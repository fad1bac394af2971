use crate::storage::{load_record, save_record, KeyValueStorage, StorageError};
use cinelist_models::{Category, SortFilter};
use serde::{Deserialize, Serialize};
use std::sync::Arc;
use tokio::sync::broadcast;
use tracing::{debug, info, warn};

pub const PREFERENCES_KEY: &str = "category-storage";

#[derive(Debug, Clone, Default, PartialEq, Eq, Serialize, Deserialize)]
#[serde(rename_all = "camelCase")]
pub struct PreferenceState {
    #[serde(default)]
    pub selected_category: Option<Category>,
    #[serde(default)]
    pub selected_sort: Option<SortFilter>,
}

#[derive(Debug, Clone, Copy, PartialEq, Eq)]
pub enum PreferenceEvent {
    CategoryChanged(Category),
    SortChanged(SortFilter),
}

/// The user's chosen feed category and sort order, restored from storage at startup.
///
/// Every mutation persists the whole record. A failed write is logged and returned, but
/// the in-memory value keeps the new selection.
pub struct PreferenceStore {
    storage: Arc<dyn KeyValueStorage>,
    state: PreferenceState,
    events: broadcast::Sender<PreferenceEvent>,
}

impl PreferenceStore {
    pub fn load(storage: Arc<dyn KeyValueStorage>) -> Self {
        let state = match load_record::<PreferenceState>(storage.as_ref(), PREFERENCES_KEY) {
            Ok(Some(state)) => {
                debug!(
                    "Restored preferences: category={:?} sort={:?}",
                    state.selected_category, state.selected_sort
                );
                state
            }
            Ok(None) => PreferenceState::default(),
            Err(e) => {
                warn!("Ignoring unreadable preferences: {}", e);
                PreferenceState::default()
            }
        };
        let (events, _) = broadcast::channel(16);
        Self { storage, state, events }
    }

    /// Fill in whichever selection is still unset with the first option. Existing
    /// selections are left alone.
    pub fn initialize(&mut self) -> Result<(), StorageError> {
        let mut filled = Vec::new();
        if self.state.selected_category.is_none() {
            let category = Category::default();
            self.state.selected_category = Some(category);
            filled.push(PreferenceEvent::CategoryChanged(category));
        }
        if self.state.selected_sort.is_none() {
            let sort = SortFilter::default();
            self.state.selected_sort = Some(sort);
            filled.push(PreferenceEvent::SortChanged(sort));
        }

        if filled.is_empty() {
            return Ok(());
        }
        info!("Initialized default preferences");
        for event in filled {
            self.emit(event);
        }
        self.persist()
    }

    pub fn state(&self) -> &PreferenceState {
        &self.state
    }

    pub fn selected_category(&self) -> Option<Category> {
        self.state.selected_category
    }

    pub fn selected_sort(&self) -> Option<SortFilter> {
        self.state.selected_sort
    }

    /// Current selection with defaults standing in for anything unset
    pub fn active_selection(&self) -> (Category, SortFilter) {
        (
            self.state.selected_category.unwrap_or_default(),
            self.state.selected_sort.unwrap_or_default(),
        )
    }

    pub fn categories(&self) -> &'static [Category] {
        &Category::ALL
    }

    pub fn sort_filters(&self) -> &'static [SortFilter] {
        &SortFilter::ALL
    }

    pub fn set_selected_category(&mut self, category: Category) -> Result<(), StorageError> {
        self.state.selected_category = Some(category);
        self.emit(PreferenceEvent::CategoryChanged(category));
        self.persist()
    }

    pub fn set_selected_sort(&mut self, sort: SortFilter) -> Result<(), StorageError> {
        self.state.selected_sort = Some(sort);
        self.emit(PreferenceEvent::SortChanged(sort));
        self.persist()
    }

    pub fn subscribe(&self) -> broadcast::Receiver<PreferenceEvent> {
        self.events.subscribe()
    }

    fn emit(&self, event: PreferenceEvent) {
        // No receivers is fine
        let _ = self.events.send(event);
    }

    fn persist(&self) -> Result<(), StorageError> {
        save_record(self.storage.as_ref(), PREFERENCES_KEY, &self.state).map_err(|e| {
            warn!("Failed to persist preferences: {}", e);
            e
        })
    }
}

## [Exercise prompt]
Show every line of the material above in which "sync" is present.

## [Answer to the exercise]
use std::sync::Arc;
use tokio::sync::broadcast;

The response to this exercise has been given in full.